** THE TASK **
Look through the data below for the line with "pub fn message(&self)" and the line with "fn fmt(&self, f: &mut", then output those two and all lines in between, exactly as written.

** DATA SECTION **
|---|
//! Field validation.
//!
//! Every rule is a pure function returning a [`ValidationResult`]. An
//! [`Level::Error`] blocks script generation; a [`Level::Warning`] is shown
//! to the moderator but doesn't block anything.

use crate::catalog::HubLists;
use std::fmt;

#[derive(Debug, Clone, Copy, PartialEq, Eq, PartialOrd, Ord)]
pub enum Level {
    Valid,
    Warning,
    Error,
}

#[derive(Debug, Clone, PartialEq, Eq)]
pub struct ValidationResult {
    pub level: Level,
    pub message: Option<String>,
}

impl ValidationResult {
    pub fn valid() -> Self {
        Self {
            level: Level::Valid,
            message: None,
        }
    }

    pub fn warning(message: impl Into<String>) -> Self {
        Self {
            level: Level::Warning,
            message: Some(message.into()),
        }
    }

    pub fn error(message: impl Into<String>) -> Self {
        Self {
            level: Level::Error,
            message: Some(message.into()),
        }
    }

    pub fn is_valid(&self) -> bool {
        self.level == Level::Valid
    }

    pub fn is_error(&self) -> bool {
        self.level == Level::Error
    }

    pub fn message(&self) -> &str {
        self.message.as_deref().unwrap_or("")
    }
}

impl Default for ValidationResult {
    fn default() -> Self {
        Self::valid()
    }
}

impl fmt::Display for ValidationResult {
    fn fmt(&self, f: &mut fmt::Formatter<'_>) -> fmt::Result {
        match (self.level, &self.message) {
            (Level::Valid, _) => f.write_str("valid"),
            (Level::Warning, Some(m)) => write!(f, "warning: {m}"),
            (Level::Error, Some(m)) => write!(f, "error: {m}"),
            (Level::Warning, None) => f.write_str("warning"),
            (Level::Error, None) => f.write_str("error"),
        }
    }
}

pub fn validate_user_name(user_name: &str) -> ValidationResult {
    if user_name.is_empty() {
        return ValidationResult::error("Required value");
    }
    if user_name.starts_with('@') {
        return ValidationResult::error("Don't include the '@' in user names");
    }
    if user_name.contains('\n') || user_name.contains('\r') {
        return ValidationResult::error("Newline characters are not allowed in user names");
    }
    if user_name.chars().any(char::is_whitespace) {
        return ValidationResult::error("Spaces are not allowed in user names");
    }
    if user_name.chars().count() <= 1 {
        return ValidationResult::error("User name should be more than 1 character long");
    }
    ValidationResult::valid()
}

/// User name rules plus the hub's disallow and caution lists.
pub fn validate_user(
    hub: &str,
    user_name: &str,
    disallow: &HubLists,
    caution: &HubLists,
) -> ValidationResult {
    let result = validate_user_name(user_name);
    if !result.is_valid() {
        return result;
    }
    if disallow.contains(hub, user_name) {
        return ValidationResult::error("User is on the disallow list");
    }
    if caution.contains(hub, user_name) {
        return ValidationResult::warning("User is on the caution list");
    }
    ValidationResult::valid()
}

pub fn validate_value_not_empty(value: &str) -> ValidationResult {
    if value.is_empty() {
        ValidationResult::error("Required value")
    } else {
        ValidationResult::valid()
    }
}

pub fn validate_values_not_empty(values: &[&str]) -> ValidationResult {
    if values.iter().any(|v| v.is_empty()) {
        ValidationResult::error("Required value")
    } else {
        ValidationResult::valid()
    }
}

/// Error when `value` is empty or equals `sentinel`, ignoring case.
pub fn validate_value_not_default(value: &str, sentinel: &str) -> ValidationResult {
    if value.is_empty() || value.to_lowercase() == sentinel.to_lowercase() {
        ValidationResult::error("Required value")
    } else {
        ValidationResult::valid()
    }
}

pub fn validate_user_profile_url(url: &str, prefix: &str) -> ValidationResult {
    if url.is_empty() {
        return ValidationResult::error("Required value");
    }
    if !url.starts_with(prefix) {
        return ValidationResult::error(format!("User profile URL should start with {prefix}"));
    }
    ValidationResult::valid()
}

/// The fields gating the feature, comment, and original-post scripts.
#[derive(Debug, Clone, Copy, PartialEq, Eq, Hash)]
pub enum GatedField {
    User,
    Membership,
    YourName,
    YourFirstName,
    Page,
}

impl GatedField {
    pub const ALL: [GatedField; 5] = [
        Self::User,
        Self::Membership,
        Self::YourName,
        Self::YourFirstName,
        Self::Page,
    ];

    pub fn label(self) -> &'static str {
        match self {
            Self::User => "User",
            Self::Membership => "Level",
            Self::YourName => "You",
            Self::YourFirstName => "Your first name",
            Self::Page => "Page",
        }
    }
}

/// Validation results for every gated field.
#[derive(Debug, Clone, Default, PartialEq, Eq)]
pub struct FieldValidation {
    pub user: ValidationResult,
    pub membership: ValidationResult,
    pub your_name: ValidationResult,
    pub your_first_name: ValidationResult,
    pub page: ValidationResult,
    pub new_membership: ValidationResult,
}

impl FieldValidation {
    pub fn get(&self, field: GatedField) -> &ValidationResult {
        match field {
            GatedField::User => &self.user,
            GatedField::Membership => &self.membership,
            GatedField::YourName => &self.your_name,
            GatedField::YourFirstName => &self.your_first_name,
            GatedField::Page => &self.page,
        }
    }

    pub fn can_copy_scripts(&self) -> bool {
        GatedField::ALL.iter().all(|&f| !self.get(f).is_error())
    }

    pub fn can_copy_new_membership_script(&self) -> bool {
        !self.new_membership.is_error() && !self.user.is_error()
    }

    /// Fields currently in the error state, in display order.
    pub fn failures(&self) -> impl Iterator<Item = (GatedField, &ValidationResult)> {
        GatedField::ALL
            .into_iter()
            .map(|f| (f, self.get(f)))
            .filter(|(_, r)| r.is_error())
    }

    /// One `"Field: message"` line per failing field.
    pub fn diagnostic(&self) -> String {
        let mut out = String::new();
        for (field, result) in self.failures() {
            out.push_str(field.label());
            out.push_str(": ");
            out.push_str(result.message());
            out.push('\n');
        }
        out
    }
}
|---|
** EXERCISE OUTPUT **
    pub fn message(&self) -> &str {
        self.message.as_deref().unwrap_or("")
    }
}

impl Default for ValidationResult {
    fn default() -> Self {
        Self::valid()
    }
}

impl fmt::Display for ValidationResult {
    fn fmt(&self, f: &mut fmt::Formatter<'_>) -> fmt::Result {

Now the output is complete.